Millions of motorists hit the road over the Memorial Day weekend, kicking off the summer driving season. Some might have been pleased that prices at the gas pump have finally started to fall since the spike that accompanied the invasion of Iraq. But before drivers -- or holders of short positions in unleaded gasoline futures -- become too convinced that prices will continue dropping, consider the smoldering situation in Venezuela, OPEC's third-largest producer.

Just last December , labor and opposition groups staged a nationwide strike in an attempt to remove Venezuelan President Hugo Chavez from office. Tanker captains joined strikers at state-owned oil monopoly Petroleos de Venezuela S.A., also known as PDVSA, and refused to move cargo.

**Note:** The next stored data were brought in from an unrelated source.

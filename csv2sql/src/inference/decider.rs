//! Column-set type decider.

use std::collections::BTreeMap;
use std::convert::Infallible;

use tracing::{debug, instrument};

use crate::error::{Csv2SqlError, ErrorContext, Result};

use super::inferrer::{TypeInferrer, DEFAULT_NULL_VALUE};
use super::pattern::TypePattern;

/// Options for [`decide_types`].
#[derive(Debug, Clone, PartialEq, Eq)]
pub struct DecideOptions {
    /// Value treated as NULL and skipped by inference (default: empty string)
    pub null_value: String,
    /// Fixed type names by 0-based column index; these columns are not inferred
    pub index_types: BTreeMap<usize, String>,
}

impl Default for DecideOptions {
    fn default() -> Self {
        Self {
            null_value: DEFAULT_NULL_VALUE.to_string(),
            index_types: BTreeMap::new(),
        }
    }
}

impl DecideOptions {
    /// Create a new builder for DecideOptions
    pub fn builder() -> DecideOptionsBuilder {
        DecideOptionsBuilder {
            options: Self::default(),
        }
    }
}

/// Builder for DecideOptions
#[derive(Debug, Default)]
pub struct DecideOptionsBuilder {
    options: DecideOptions,
}

impl DecideOptionsBuilder {
    /// Set the value treated as NULL
    pub fn null_value(mut self, null_value: impl Into<String>) -> Self {
        self.options.null_value = null_value.into();
        self
    }

    /// Fix the type of a column, given its 0-based index
    pub fn column_type(mut self, index: usize, typename: impl Into<String>) -> Self {
        self.options.index_types.insert(index, typename.into());
        self
    }

    /// Fix the types of several columns at once
    pub fn column_types<I, S>(mut self, index_types: I) -> Self
    where
        I: IntoIterator<Item = (usize, S)>,
        S: Into<String>,
    {
        self.options
            .index_types
            .extend(index_types.into_iter().map(|(index, typename)| (index, typename.into())));
        self
    }

    /// Build the DecideOptions
    pub fn build(self) -> DecideOptions {
        self.options
    }
}

/// Decides one type name per column from the rows.
///
/// Each column that has no fixed type gets its own inferrer, fed the column's
/// value of every row in order. The result is ordered by column index.
///
/// # Examples
///
/// ```rust
/// use csv2sql::engines::postgresql;
/// use csv2sql::inference::{compile_patterns, decide_types, DecideOptions};
///
/// let patterns = compile_patterns(&postgresql::type_patterns()).unwrap();
/// let rows = vec![vec!["k1", "0"], vec!["k2", "1"]];
/// let types = decide_types(&patterns, rows, &["key", "v1"], &DecideOptions::default()).unwrap();
/// assert_eq!(types, vec!["VARCHAR(255)", "INTEGER"]);
/// ```
pub fn decide_types<I, R, S, N>(
    patterns: &[TypePattern],
    rows: I,
    column_names: &[N],
    options: &DecideOptions,
) -> Result<Vec<String>>
where
    I: IntoIterator<Item = R>,
    R: AsRef<[S]>,
    S: AsRef<str>,
    N: AsRef<str>,
{
    try_decide_types(
        patterns,
        rows.into_iter().map(Ok::<R, Infallible>),
        column_names,
        options,
    )
}

/// Like [`decide_types`], for row sources that can fail while reading.
///
/// The first read error aborts the decision and is returned as is.
#[instrument(skip_all, fields(columns = column_names.len()))]
pub fn try_decide_types<I, R, S, N, E>(
    patterns: &[TypePattern],
    rows: I,
    column_names: &[N],
    options: &DecideOptions,
) -> Result<Vec<String>>
where
    I: IntoIterator<Item = std::result::Result<R, E>>,
    R: AsRef<[S]>,
    S: AsRef<str>,
    N: AsRef<str>,
    Csv2SqlError: From<E>,
{
    let mut inferrers = (0..column_names.len())
        .filter(|index| !options.index_types.contains_key(index))
        .map(|index| -> Result<_> {
            Ok((index, TypeInferrer::new(patterns, &options.null_value)?))
        })
        .collect::<Result<Vec<_>>>()?;

    let mut row_count = 0;
    for (row_number, row) in rows.into_iter().enumerate() {
        let row = row?;
        let fields = row.as_ref();
        for (index, inferrer) in inferrers.iter_mut() {
            let value = fields
                .get(*index)
                .ok_or_else(|| Csv2SqlError::MissingField {
                    row: row_number,
                    fields: fields.len(),
                    column: *index,
                })?;
            inferrer.read_item(value.as_ref()).with_context(|| {
                format!("column {index} ({})", column_names[*index].as_ref())
            })?;
        }
        row_count += 1;
    }
    debug!(rows = row_count, "Read rows for type inference");

    let mut inferred = inferrers.into_iter();
    let mut next_inferred = inferred.next();
    let mut type_names = Vec::with_capacity(column_names.len());
    for index in 0..column_names.len() {
        if let Some(typename) = options.index_types.get(&index) {
            type_names.push(typename.clone());
            continue;
        }
        match next_inferred.take() {
            Some((inferred_index, inferrer)) if inferred_index == index => {
                type_names.push(inferrer.type_name().to_string());
                next_inferred = inferred.next();
            }
            _ => {
                return Err(Csv2SqlError::Internal(format!(
                    "no inferrer for column {index}"
                )))
            }
        }
    }
    Ok(type_names)
}
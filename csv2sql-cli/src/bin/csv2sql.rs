//! csv2sql
//!
//! Reads delimited text and writes SQL statements to stdout or a file. Logs go
//! to stderr.

use anyhow::{anyhow, Result};
use clap::Parser;
use csv2sql::logging::setup::init_logging;
use csv2sql_cli::{run, Cli};

fn main() -> Result<()> {
    let cli = Cli::parse();
    init_logging(cli.logging_config()).map_err(|e| anyhow!("Failed to initialize logging: {e}"))?;
    run(cli)
}
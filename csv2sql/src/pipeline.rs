//! Dump operations wiring the reader, the type decider and an engine.
//!
//! Four dumps are available:
//!
//! - [`dump_schema`]: infer column types from a prefix of the input and write
//!   the table definition
//! - [`dump_data`]: write the statements loading every row
//! - [`dump_all`]: both, reading the input only once
//! - [`dump_patterns`]: write the type pattern that inference would use
//!
//! # Example
//!
//! ```rust
//! use csv2sql::pipeline::{dump_all, DumpConfig};
//!
//! let config = DumpConfig::builder("scores").build().unwrap();
//! let mut out = Vec::new();
//! dump_all(&config, "key,v1\nk1,0\nk2,1\n".as_bytes(), &mut out).unwrap();
//!
//! let sql = String::from_utf8(out).unwrap();
//! assert!(sql.starts_with("CREATE TABLE scores (\n  \"key\" VARCHAR(255),\n  \"v1\" INTEGER\n);\n"));
//! assert!(sql.ends_with("COPY scores FROM STDIN WITH NULL '' CSV;\nk1,0\nk2,1\n\\.\n"));
//! ```

use std::collections::BTreeMap;
use std::io::{BufRead, Read, Write};
use std::path::PathBuf;

use tracing::{debug, instrument};

use crate::document::{self, DocumentFormat, TypePatternSpec};
use crate::engines::EngineKind;
use crate::error::{Csv2SqlError, ErrorContext, Result};
use crate::inference::{compile_patterns, try_decide_types, DecideOptions, DEFAULT_NULL_VALUE};
use crate::log_progress;
use crate::logging::LogConfig;
use crate::sources::{DelimitedReader, LinesReader, RewindOptions, RewindableLines, DEFAULT_DELIMITER};

/// Rows read for type inference when the caller does not say otherwise.
pub const DEFAULT_LINES_FOR_INFERENCE: usize = 1000;

/// Configuration shared by the dump operations.
#[derive(Debug, Clone)]
pub struct DumpConfig {
    /// Name of the target table, written as is
    pub table_name: String,
    /// Field delimiter of the input
    pub delimiter: u8,
    /// Value standing for NULL, both for inference and in the load statement
    pub null_value: String,
    /// Drop or empty the table before creating or loading it
    pub rebuild: bool,
    /// Fixed column types by 0-based index
    pub index_types: BTreeMap<usize, String>,
    /// Rows read for type inference; 0 reads the whole input
    pub lines_for_inference: usize,
    /// Pattern document replacing the engine's default pattern
    pub pattern_file: Option<PathBuf>,
    /// Target SQL dialect
    pub engine: EngineKind,
    /// Buffering of the input while [`dump_all`] reads it twice
    pub rewind: RewindOptions,
    /// Progress logging
    pub log: LogConfig,
}

impl DumpConfig {
    /// Create a new builder for DumpConfig
    pub fn builder(table_name: impl Into<String>) -> DumpConfigBuilder {
        DumpConfigBuilder {
            config: DumpConfig {
                table_name: table_name.into(),
                delimiter: DEFAULT_DELIMITER,
                null_value: DEFAULT_NULL_VALUE.to_string(),
                rebuild: false,
                index_types: BTreeMap::new(),
                lines_for_inference: DEFAULT_LINES_FOR_INFERENCE,
                pattern_file: None,
                engine: EngineKind::default(),
                rewind: RewindOptions::default(),
                log: LogConfig::default(),
            },
        }
    }

    /// Options for the type decider.
    pub fn decide_options(&self) -> DecideOptions {
        DecideOptions::builder()
            .null_value(self.null_value.clone())
            .column_types(self.index_types.clone())
            .build()
    }
}

/// Builder for DumpConfig
#[derive(Debug)]
pub struct DumpConfigBuilder {
    config: DumpConfig,
}

impl DumpConfigBuilder {
    /// Set the input delimiter
    pub fn delimiter(mut self, delimiter: u8) -> Self {
        self.config.delimiter = delimiter;
        self
    }

    /// Set the value treated as NULL
    pub fn null_value(mut self, null_value: impl Into<String>) -> Self {
        self.config.null_value = null_value.into();
        self
    }

    /// Drop or empty the table first
    pub fn rebuild(mut self, rebuild: bool) -> Self {
        self.config.rebuild = rebuild;
        self
    }

    /// Fix the type of a column, given its 0-based index
    pub fn column_type(mut self, index: usize, typename: impl Into<String>) -> Self {
        self.config.index_types.insert(index, typename.into());
        self
    }

    /// Fix the types of several columns at once
    pub fn column_types<I, S>(mut self, index_types: I) -> Self
    where
        I: IntoIterator<Item = (usize, S)>,
        S: Into<String>,
    {
        self.config
            .index_types
            .extend(index_types.into_iter().map(|(index, typename)| (index, typename.into())));
        self
    }

    /// Set the number of rows read for inference; 0 reads everything
    pub fn lines_for_inference(mut self, lines: usize) -> Self {
        self.config.lines_for_inference = lines;
        self
    }

    /// Use a pattern document instead of the engine's default pattern
    pub fn pattern_file(mut self, path: impl Into<PathBuf>) -> Self {
        self.config.pattern_file = Some(path.into());
        self
    }

    /// Set the target engine
    pub fn engine(mut self, engine: EngineKind) -> Self {
        self.config.engine = engine;
        self
    }

    /// Set the rewind buffer options
    pub fn rewind(mut self, rewind: RewindOptions) -> Self {
        self.config.rewind = rewind;
        self
    }

    /// Set the progress logging options
    pub fn log(mut self, log: LogConfig) -> Self {
        self.config.log = log;
        self
    }

    /// Build the DumpConfig
    pub fn build(self) -> Result<DumpConfig> {
        let config = self.config;
        if config.table_name.is_empty() {
            return Err(Csv2SqlError::configuration("Table name must not be empty"));
        }
        if matches!(config.delimiter, b'"' | b'\n' | b'\r') {
            return Err(Csv2SqlError::configuration(format!(
                "Delimiter {:?} cannot be used",
                char::from(config.delimiter)
            )));
        }
        Ok(config)
    }
}

/// Returns the pattern document inference uses under `config`.
pub fn resolve_patterns(config: &DumpConfig) -> Result<Vec<TypePatternSpec>> {
    match &config.pattern_file {
        Some(path) => document::load_patterns(path)
            .with_context(|| format!("reading pattern file {}", path.display())),
        None => Ok(config.engine.engine().type_patterns()),
    }
}

/// Writes the pattern inference would use, as YAML.
#[instrument(skip_all, fields(engine = %config.engine))]
pub fn dump_patterns<W: Write>(config: &DumpConfig, mut out: W) -> Result<()> {
    let patterns = resolve_patterns(config)?;
    document::write_patterns(&mut out, &patterns, DocumentFormat::Yaml)?;
    out.flush()?;
    Ok(())
}

/// Infers column types and writes the table definition.
///
/// Returns the `(column name, type name)` pairs that were written.
#[instrument(skip_all, fields(table = %config.table_name))]
pub fn dump_schema<R: Read, W: Write>(
    config: &DumpConfig,
    input: R,
    mut out: W,
) -> Result<Vec<(String, String)>> {
    let mut reader = DelimitedReader::new(input, config.delimiter);
    let column_names = reader.read_header()?;
    log_progress!(
        config.log,
        columns = %config.log.summarize(&column_names),
        "Column names are identified"
    );

    let limit = match config.lines_for_inference {
        0 => usize::MAX,
        lines => {
            log_progress!(config.log, lines, "Records will be used for type inference");
            lines
        }
    };

    let patterns = compile_patterns(&resolve_patterns(config)?)?;
    let type_names = try_decide_types(
        &patterns,
        reader.rows().take(limit),
        &column_names,
        &config.decide_options(),
    )?;
    log_progress!(
        config.log,
        types = %config.log.summarize(&type_names),
        "Column types are decided"
    );

    let columns: Vec<(String, String)> = column_names.into_iter().zip(type_names).collect();
    config.engine.engine().write_schema_statement(
        &mut out,
        &config.table_name,
        &columns,
        config.rebuild,
    )?;
    out.flush()?;
    Ok(columns)
}

/// Writes the statements loading every row after the header.
#[instrument(skip_all, fields(table = %config.table_name))]
pub fn dump_data<R: Read, W: Write>(config: &DumpConfig, input: R, out: W) -> Result<()> {
    write_data(config, input, out, config.rebuild)
}

fn write_data<R: Read, W: Write>(
    config: &DumpConfig,
    input: R,
    mut out: W,
    rebuild: bool,
) -> Result<()> {
    let mut reader = DelimitedReader::new(input, config.delimiter);
    let header = reader.read_header()?;
    debug!(columns = header.len(), "Skipped the header");

    let mut rows = reader.rows();
    config.engine.engine().write_insert_statement(
        &mut out,
        &config.table_name,
        &mut rows,
        &config.null_value,
        rebuild,
    )?;
    out.flush()?;
    Ok(())
}

/// Writes the table definition followed by the data load.
///
/// The input is read once: lines consumed by inference are buffered and
/// replayed for the data load. The data load never rebuilds, since the table
/// was just created.
#[instrument(skip_all, fields(table = %config.table_name))]
pub fn dump_all<R: BufRead, W: Write>(
    config: &DumpConfig,
    input: R,
    mut out: W,
) -> Result<Vec<(String, String)>> {
    let mut lines = RewindableLines::with_options(input, config.rewind);
    let columns = dump_schema(config, LinesReader::new(&mut lines), &mut out)?;
    if lines.is_spilled() {
        debug!("Inference read past the in-memory buffer");
    }

    lines.rewind()?;
    write_data(config, LinesReader::new(lines.freeze()), &mut out, false)?;
    Ok(columns)
}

Output from the oil-dependent country of 25 million inhabitants plunged to 200,000 barrels a day from a prestrike level of 3.2 million barrels a day. The reduction in supply from Venezuela spurred rallies in unleaded gasoline and crude oil that took prices more than 12% higher during the month.

Chavez survived December's strike and de facto coup, and Venezuelan output rebounded sharply. However, the political and economic situation in the hands of Chavez continues to devolve. The resulting uncertainty greatly increases the odds of another round of social upheaval and threatens to disrupt the supply of oil and refined products from Venezuela.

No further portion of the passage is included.